Пангея - стр. 25
Васса отвернулась от него публично. Она не говорила с ним, не соблюдала на людях приличий, резко обрубив все вопросы почти что медицинской констатацией: «Кто? Кир? Он для меня умер».
– Этим двоим тесен мир, – говорили о них общие знакомые.
Если бы Клара была жива, то поехать к столь тяжело заболевшему Киру попросила бы она. Она позвонила бы. Несмотря на то, что жили они с мужем далеко отсюда, в другой стране. Ей бы Васса не отказала. Но поскольку Клары среди людей уже не было, звонить пришлось Кире Константиновне. А что делать? Не до церемоний.
– Васса, послушай меня.
Кира была из тех женщин, в которых не было загадки, столь необходимой для интереса к ним мужчин. Единственное, чем она научилась с возрастом их приманивать, и был сам возраст. Вплоть до своего пятидесятилетия она провела рядом с Киром долгие годы, полные одиночества, давая ему единственное, на что была способна, – служение. И только вызрев до финальной точки, она почувствовала, что может привораживать мужчин, мужчин совсем молоденьких, как этот журналистик, именно этой своей обретенной загадкой – спелостью.
Кем овладевали они, страстно сходясь с ней? Матерью? Старшей сестрой? Запретом? Она загадывала загадки, они их разгадывали.
– Васса, у него инсульт.
Васса, конечно, презирала ее абсолютно, хотя и держалась рядом в силу логики времени, поместившей их на общих параллелях, называемых средой и эпохой.
– Это тебе за Асах, – сказала Васса вслед уносимому на носилках Киру, – страдай и думай об этом.

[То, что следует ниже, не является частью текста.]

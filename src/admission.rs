//! HashCash admission: async mining for clients, greeting inspection and
//! replay tracking for listeners.

use crate::config::AdmissionConfig;
use crate::error::{KcpError, Result};
use crate::message::MessageKind;

use dashmap::DashMap;
use kcp_gate_core::hashcash::{self, HashCash};
use kcp_gate_core::{Command, ConvId, SegmentHeader, Violation};
use std::time::Instant;
use thiserror::Error;
use tracing::debug;

/// Payload of the client greeting: kind byte + encoded token.
pub const GREETING_LEN: usize = 1 + HashCash::SIZE;

/// Mine a token on the blocking pool so the runtime keeps serving other tasks.
pub async fn mine_token(config: &AdmissionConfig) -> Result<HashCash> {
    let resource = config.resource.clone();
    let bits = config.difficulty_bits;
    let started = Instant::now();

    let token = tokio::task::spawn_blocking(move || HashCash::mine(&resource, bits))
        .await
        .map_err(|e| KcpError::admission(format!("mining task failed: {}", e)))?;

    debug!(
        bits,
        counter = token.counter,
        elapsed_ms = started.elapsed().as_millis() as u64,
        "Admission token mined"
    );
    Ok(token)
}

/// Why a first datagram did not open a connection.
#[derive(Debug, Clone, PartialEq, Eq, Error)]
pub enum Rejection {
    #[error("not a greeting: {0}")]
    Malformed(String),
    #[error("token invalid, expired or for another resource")]
    InvalidToken,
    #[error("token already used")]
    Replayed,
}

impl From<Violation> for Rejection {
    fn from(v: Violation) -> Self {
        Rejection::Malformed(v.to_string())
    }
}

/// An admitted client greeting.
#[derive(Debug, Clone, Copy, PartialEq, Eq)]
pub struct Greeting {
    pub conv: ConvId,
    pub token: HashCash,
}

/// Tokens that already opened a connection, kept until they expire.
#[derive(Debug, Default)]
pub struct ReplayGuard {
    seen: DashMap<(i32, u64, u64), i64>,
}

impl ReplayGuard {
    pub fn new() -> Self {
        Self::default()
    }

    /// Record `token`; false if it was already recorded.
    pub fn check_and_insert(&self, token: &HashCash) -> bool {
        use dashmap::mapref::entry::Entry;

        match self.seen.entry((token.resource, token.salt, token.counter)) {
            Entry::Occupied(_) => false,
            Entry::Vacant(slot) => {
                slot.insert(token.issued_at);
                true
            }
        }
    }

    /// Forget tokens too old to validate anyway. Returns how many were dropped.
    pub fn purge(&self, now: i64) -> usize {
        let max_age = hashcash::duration_ticks(hashcash::MAX_AGE);
        let before = self.seen.len();
        self.seen
            .retain(|_, issued_at| now.saturating_sub(*issued_at) <= max_age);
        before - self.seen.len()
    }

    pub fn len(&self) -> usize {
        self.seen.len()
    }

    pub fn is_empty(&self) -> bool {
        self.seen.is_empty()
    }
}

/// Listener-side admission policy.
#[derive(Debug)]
pub struct Admission {
    config: AdmissionConfig,
    replays: ReplayGuard,
}

impl Admission {
    pub fn new(config: AdmissionConfig) -> Self {
        Self {
            config,
            replays: ReplayGuard::new(),
        }
    }

    /// Decide whether the first datagram from an unknown peer opens a
    /// connection. Only the first frame is inspected: it must be the
    /// client's greeting, `Push` with `sn == 0` carrying `Hello` + token.
    pub fn inspect(
        &self,
        datagram: &[u8],
        reserved: usize,
        now: i64,
    ) -> std::result::Result<Greeting, Rejection> {
        let frame = datagram
            .get(reserved..)
            .ok_or_else(|| Rejection::Malformed("shorter than reserved prefix".into()))?;
        let header = SegmentHeader::decode(frame)?;

        if header.cmd != Command::Push || header.sn != 0 || header.frg != 0 {
            return Err(Rejection::Malformed(format!(
                "first frame is {} sn {} frg {}",
                header.cmd.as_str(),
                header.sn,
                header.frg
            )));
        }
        let payload = &frame[SegmentHeader::SIZE..header.frame_len()];
        if payload.len() != GREETING_LEN || payload[0] != MessageKind::Hello as u8 {
            return Err(Rejection::Malformed("first message is not a greeting".into()));
        }

        let token = HashCash::decode(&payload[1..])
            .ok_or_else(|| Rejection::Malformed("short token".into()))?;
        if !token.validate(&self.config.resource, self.config.difficulty_bits, now) {
            return Err(Rejection::InvalidToken);
        }
        if self.config.reject_replays && !self.replays.check_and_insert(&token) {
            return Err(Rejection::Replayed);
        }

        Ok(Greeting {
            conv: header.conv,
            token,
        })
    }

    /// Drop expired replay entries.
    pub fn purge(&self, now: i64) -> usize {
        self.replays.purge(now)
    }

    pub fn tracked_tokens(&self) -> usize {
        self.replays.len()
    }
}
//! Fixed-width little-endian integer codec.
//!
//! Every function works on a caller-sized slice at an explicit cursor and
//! returns the advanced cursor. Nothing here allocates; the engine sizes its
//! buffers and validates frame lengths before decoding.

#[inline]
pub fn encode_u8(buf: &mut [u8], pos: usize, value: u8) -> usize {
    buf[pos] = value;
    pos + 1
}

#[inline]
pub fn encode_u16(buf: &mut [u8], pos: usize, value: u16) -> usize {
    buf[pos..pos + 2].copy_from_slice(&value.to_le_bytes());
    pos + 2
}

#[inline]
pub fn encode_u32(buf: &mut [u8], pos: usize, value: u32) -> usize {
    buf[pos..pos + 4].copy_from_slice(&value.to_le_bytes());
    pos + 4
}

#[inline]
pub fn encode_u64(buf: &mut [u8], pos: usize, value: u64) -> usize {
    buf[pos..pos + 8].copy_from_slice(&value.to_le_bytes());
    pos + 8
}

#[inline]
pub fn decode_u8(buf: &[u8], pos: usize) -> (u8, usize) {
    (buf[pos], pos + 1)
}

#[inline]
pub fn decode_u16(buf: &[u8], pos: usize) -> (u16, usize) {
    let mut raw = [0u8; 2];
    raw.copy_from_slice(&buf[pos..pos + 2]);
    (u16::from_le_bytes(raw), pos + 2)
}

#[inline]
pub fn decode_u32(buf: &[u8], pos: usize) -> (u32, usize) {
    let mut raw = [0u8; 4];
    raw.copy_from_slice(&buf[pos..pos + 4]);
    (u32::from_le_bytes(raw), pos + 4)
}

#[inline]
pub fn decode_u64(buf: &[u8], pos: usize) -> (u64, usize) {
    let mut raw = [0u8; 8];
    raw.copy_from_slice(&buf[pos..pos + 8]);
    (u64::from_le_bytes(raw), pos + 8)
}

– Я дал ей судьбу, – ответил ей Кир, уже осознав, что слов его никто не понимает. – Я не боюсь смерти, Васса, я издохну, но не буду потакать тебе, гордячке, не буду пресмыкаться, чтобы ты спасала меня.
– Ну-ну, – хмыкнула Васса, привычно разобрав его речь. – Герой…
– Ты захочешь смерти, – поймала его не сказанную мысль, – но не получишь ее. Наберись терпения, Кир…
Васса опомнилась: словесно и мысленно казнить больного противоречило ее принципам.
Кир не хотел, чтобы его несли.
Но его несли.
Он не хотел ехать, но куда-то ехал.
Он не хотел лежать в этой комнате, именуемой палатой, но его уложили.
Он чувствовал обиду, агрессию, бессилие много дней, пока не осознал, что никто больше, кроме Вассы, не слышит его, и теперь он не только бессилен, но и полностью, абсолютно одинок.
«Что же происходит в моей голове? – спрашивал себя Кир в редкие минуты, когда был в состоянии спрашивать себя. – Что я делал со своим мозгом все эти годы, что он так одномоментно и подло подвел меня? Неужели способ ухода – это расплата?»
Кир распадался. Как распадался и мир в его голове. Краски, образы, слова, лица – все это временами превращалось в злобно и уродливо накрошенный кем-то винегрет. Он чувствовал отчаянье, страх, приступы нестерпимой тоски. Временами он плакал. Нечуткая чужая воля угнетала его. Он просил, чтобы к нему пришел такой-то, а приходил совсем другой, чашка чая казалась ему чашей с кровью, он отталкивал ее, но ему ее насильно пихали в рот, иногда он часами лежал в собственном кале или моче, морщась от мерзости подгузника, но никому и в голову не приходило помыть его и переменить пеленку – вместо этого ему принимались читать вслух или включали писклявого Моцарта. Он начал бояться Вассы, дававшей ему безупречное лечение, но не сочувствие.